Many items associated with Chinese life and ritual but bearing Arabic inscriptions were made for the domestic market, as there is no evidence of such goods being exported to the Middle East. The fashion prevailed during the reign of the 16th century Emperor Zhengde (r. 1506–1521), when Muslim administrators held considerable power at court and even influenced the Emperor to convert to Islam.[5] Non-Muslim scholars were also interested in such bronzes, being fascinated by the exotic foreign script.

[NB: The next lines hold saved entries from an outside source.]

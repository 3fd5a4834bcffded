//! Display payloads for the node a learner is currently on.

use rand::rngs::StdRng;
use rand::seq::SliceRandom;
use rand::SeedableRng;
use serde::{Deserialize, Serialize};
use sha2::{Digest, Sha256};

use crate::config::OptionOrder;
use crate::form::{NodeKind, NodeRef, ProbeType};

/// One selectable answer.
#[derive(Debug, Clone, PartialEq, Serialize, Deserialize)]
pub struct OptionView {
    pub option_id: String,
    pub value: String,
}

/// What a client needs to render a node.
///
/// Correctness and misconception tags are never exposed here.
#[derive(Debug, Clone, PartialEq, Serialize, Deserialize)]
pub struct NodeView {
    pub node_id: String,
    pub kind: NodeKind,
    #[serde(skip_serializing_if = "Option::is_none")]
    pub probe_type: Option<ProbeType>,
    pub stem: String,
    #[serde(skip_serializing_if = "Option::is_none")]
    pub context: Option<String>,
    #[serde(skip_serializing_if = "Option::is_none")]
    pub visual_aid_url: Option<String>,
    pub estimated_time_seconds: u32,
    pub options: Vec<OptionView>,
}

impl NodeView {
    /// Build the view of `node` for `session_id`.
    ///
    /// With [`OptionOrder::Seeded`] the same session and node always produce
    /// the same order, so reloading a page never reshuffles the answers.
    pub fn build(node: NodeRef<'_>, session_id: &str, order: OptionOrder) -> Self {
        let mut options: Vec<OptionView> = std::iter::once(OptionView {
            option_id: node.correct_answer().option_id.clone(),
            value: node.correct_answer().value.clone(),
        })
        .chain(node.distractors().iter().map(|d| OptionView {
            option_id: d.option_id.clone(),
            value: d.value.clone(),
        }))
        .collect();

        if order == OptionOrder::Seeded {
            let mut rng = StdRng::seed_from_u64(shuffle_seed(session_id, node.id()));
            options.shuffle(&mut rng);
        }

        Self {
            node_id: node.id().to_string(),
            kind: node.kind(),
            probe_type: node.as_probe().map(|p| p.probe_type),
            stem: node.stem().to_string(),
            context: node.context().map(str::to_string),
            visual_aid_url: node.visual_aid_url().map(str::to_string),
            estimated_time_seconds: node.estimated_time_seconds(),
            options,
        }
    }
}

fn shuffle_seed(session_id: &str, node_id: &str) -> u64 {
    let mut hasher = Sha256::new();
    hasher.update(session_id.as_bytes());
    hasher.update([0u8]);
    hasher.update(node_id.as_bytes());
    let digest = hasher.finalize();

    let mut bytes = [0u8; 8];
    bytes.copy_from_slice(&digest[..8]);
    u64::from_le_bytes(bytes)
}
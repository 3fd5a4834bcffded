//! Branching rules: where a session goes after an answer.

use chrono::{DateTime, Duration, Utc};
use serde::{Deserialize, Serialize};

use super::state::{SessionState, TerminationReason};
use crate::error::IntegrityError;
use crate::form::{DecisionEdge, DiagnosticForm, NodeKind, NodeRef};

/// Position of a session in the decision graph.
#[derive(Debug, Clone, PartialEq, Eq, Serialize, Deserialize)]
#[serde(tag = "state", content = "value", rename_all = "snake_case")]
pub enum DecisionState {
    /// Waiting on a root-level item.
    AtItem(String),
    /// Waiting on a follow-up probe.
    AtProbe(String),
    /// No further questions.
    Terminal(TerminationReason),
}

impl DecisionState {
    /// State for a session sitting on `node`.
    pub fn at(node: NodeRef<'_>) -> Self {
        match node.kind() {
            NodeKind::Item => DecisionState::AtItem(node.id().to_string()),
            NodeKind::Probe => DecisionState::AtProbe(node.id().to_string()),
        }
    }

    pub fn is_terminal(&self) -> bool {
        matches!(self, DecisionState::Terminal(_))
    }

    /// Node the session should move to, if any.
    pub fn node_id(&self) -> Option<&str> {
        match self {
            DecisionState::AtItem(id) | DecisionState::AtProbe(id) => Some(id),
            DecisionState::Terminal(_) => None,
        }
    }
}

/// Result of evaluating one answer.
#[derive(Debug, Clone, PartialEq)]
pub struct Transition<'a> {
    pub next: DecisionState,
    /// Edge followed for the answer, when the form has one.
    pub edge: Option<&'a DecisionEdge>,
}

/// The tag a confirming probe validates when answered with `option_id`.
///
/// Only a probe with `confirms_misconception` answered by the distractor
/// carrying the probe's own tag corroborates.
pub fn confirming_tag<'a>(node: NodeRef<'a>, option_id: &str) -> Option<&'a str> {
    let probe = node.as_probe().filter(|p| p.confirms_misconception)?;
    let distractor = node.distractor(option_id)?;
    (distractor.misconception_tag == probe.misconception_tag)
        .then_some(probe.misconception_tag.as_str())
}

/// Stateless branching rules over a form.
#[derive(Debug, Clone, Copy)]
pub struct DecisionEngine<'a> {
    form: &'a DiagnosticForm,
}

impl<'a> DecisionEngine<'a> {
    pub fn new(form: &'a DiagnosticForm) -> Self {
        Self { form }
    }

    /// Resolve a node of the form, failing on a dangling reference.
    pub fn node(&self, node_id: &str) -> Result<NodeRef<'a>, IntegrityError> {
        self.form
            .node(node_id)
            .ok_or_else(|| IntegrityError::MissingNode {
                form_id: self.form.form_id.clone(),
                node_id: node_id.to_string(),
            })
    }

    /// Decide the next state after `option_id` was chosen on `node`.
    ///
    /// `session.visited_nodes` must already include `node`. The terminal
    /// predicate is evaluated once, with forced termination taking
    /// precedence over the edge's own target.
    pub fn next(
        &self,
        session: &SessionState,
        node: NodeRef<'a>,
        option_id: &str,
        now: DateTime<Utc>,
    ) -> Result<Transition<'a>, IntegrityError> {
        let edge = self.form.edge(node.id(), option_id);
        let target = match edge.and_then(|e| e.to_node_id.as_deref()) {
            Some(to) => Some(self.node(to)?),
            None => None,
        };

        if let Some(reason) = self.forced_termination(session, node, option_id, now) {
            return Ok(Transition {
                next: DecisionState::Terminal(reason),
                edge,
            });
        }

        let next = match target {
            Some(target) => {
                if session.visited_nodes.iter().any(|v| v == target.id()) {
                    return Err(IntegrityError::Revisit {
                        session_id: session.session_id.clone(),
                        node_id: target.id().to_string(),
                    });
                }
                DecisionState::at(target)
            }
            None if edge.is_some() => DecisionState::Terminal(TerminationReason::EndOfPath),
            None => DecisionState::Terminal(TerminationReason::NoEdge),
        };

        Ok(Transition { next, edge })
    }

    fn forced_termination(
        &self,
        session: &SessionState,
        node: NodeRef<'a>,
        option_id: &str,
        now: DateTime<Utc>,
    ) -> Option<TerminationReason> {
        if confirming_tag(node, option_id).is_some() {
            return Some(TerminationReason::MisconceptionConfirmed);
        }
        let over_time = Duration::try_minutes(self.form.max_time_minutes)
            .is_some_and(|limit| now - session.started_at > limit);
        if over_time {
            return Some(TerminationReason::TimeLimit);
        }
        if session.visited_nodes.len() >= self.form.max_depth {
            return Some(TerminationReason::MaxDepth);
        }
        None
    }
}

Arabic inscriptions continued to be used on artefacts during the 17th and 18th centuries, when Muslims in China became increasingly isolated from the rest of the Islamic world. The Manchu rulers of the Qing dynasty (1644–1911), however, permitted worship at many mosques in large cities, with particularly important ones in Beijing, Xi’an, Hangzhou and Guangzhou.[6]

[1] See examples in Khalili, Nasser D. The Timeline History of Islamic Art and Architecture. London: Worth Press, 2005, pp. 34–35.
[2] Ruyi means 'as you wish' in Chinese, so they have a good-luck connotation in East Asia.
[3] Can be viewed https://discover.durham.ac.uk/discovery/fulldisplay?docid=alma991010503862307366&context=L&vid=44DUR_INST:VU1&lang=en&search_scope=MUSECOLL&adaptor=Local Search Engine&tab=MUSECOLL&query=any,contains,DUROM.1973.1
[4] For a vessel cast in a similar copper-zinc alloy and with seal script Xuande reign mark in the Victoria and Albert Museum, dated 16th–18th century, see Kerr, Rose. Later Chinese Bronzes. London: Bamboo Publishing, 1990, pp. 34–36.
[5] Harrison-Hall, Jessica. Ming Ceramics in the British Museum. London: The British Museum Press, 2001, pp. 192–199.
[6] Hung, Tak Wai. Redefining Heresy and Tolerance: Governance of Muslims and Christians in the Qing Empire before 1864. Hong Kong: Hong Kong University Press, 2024.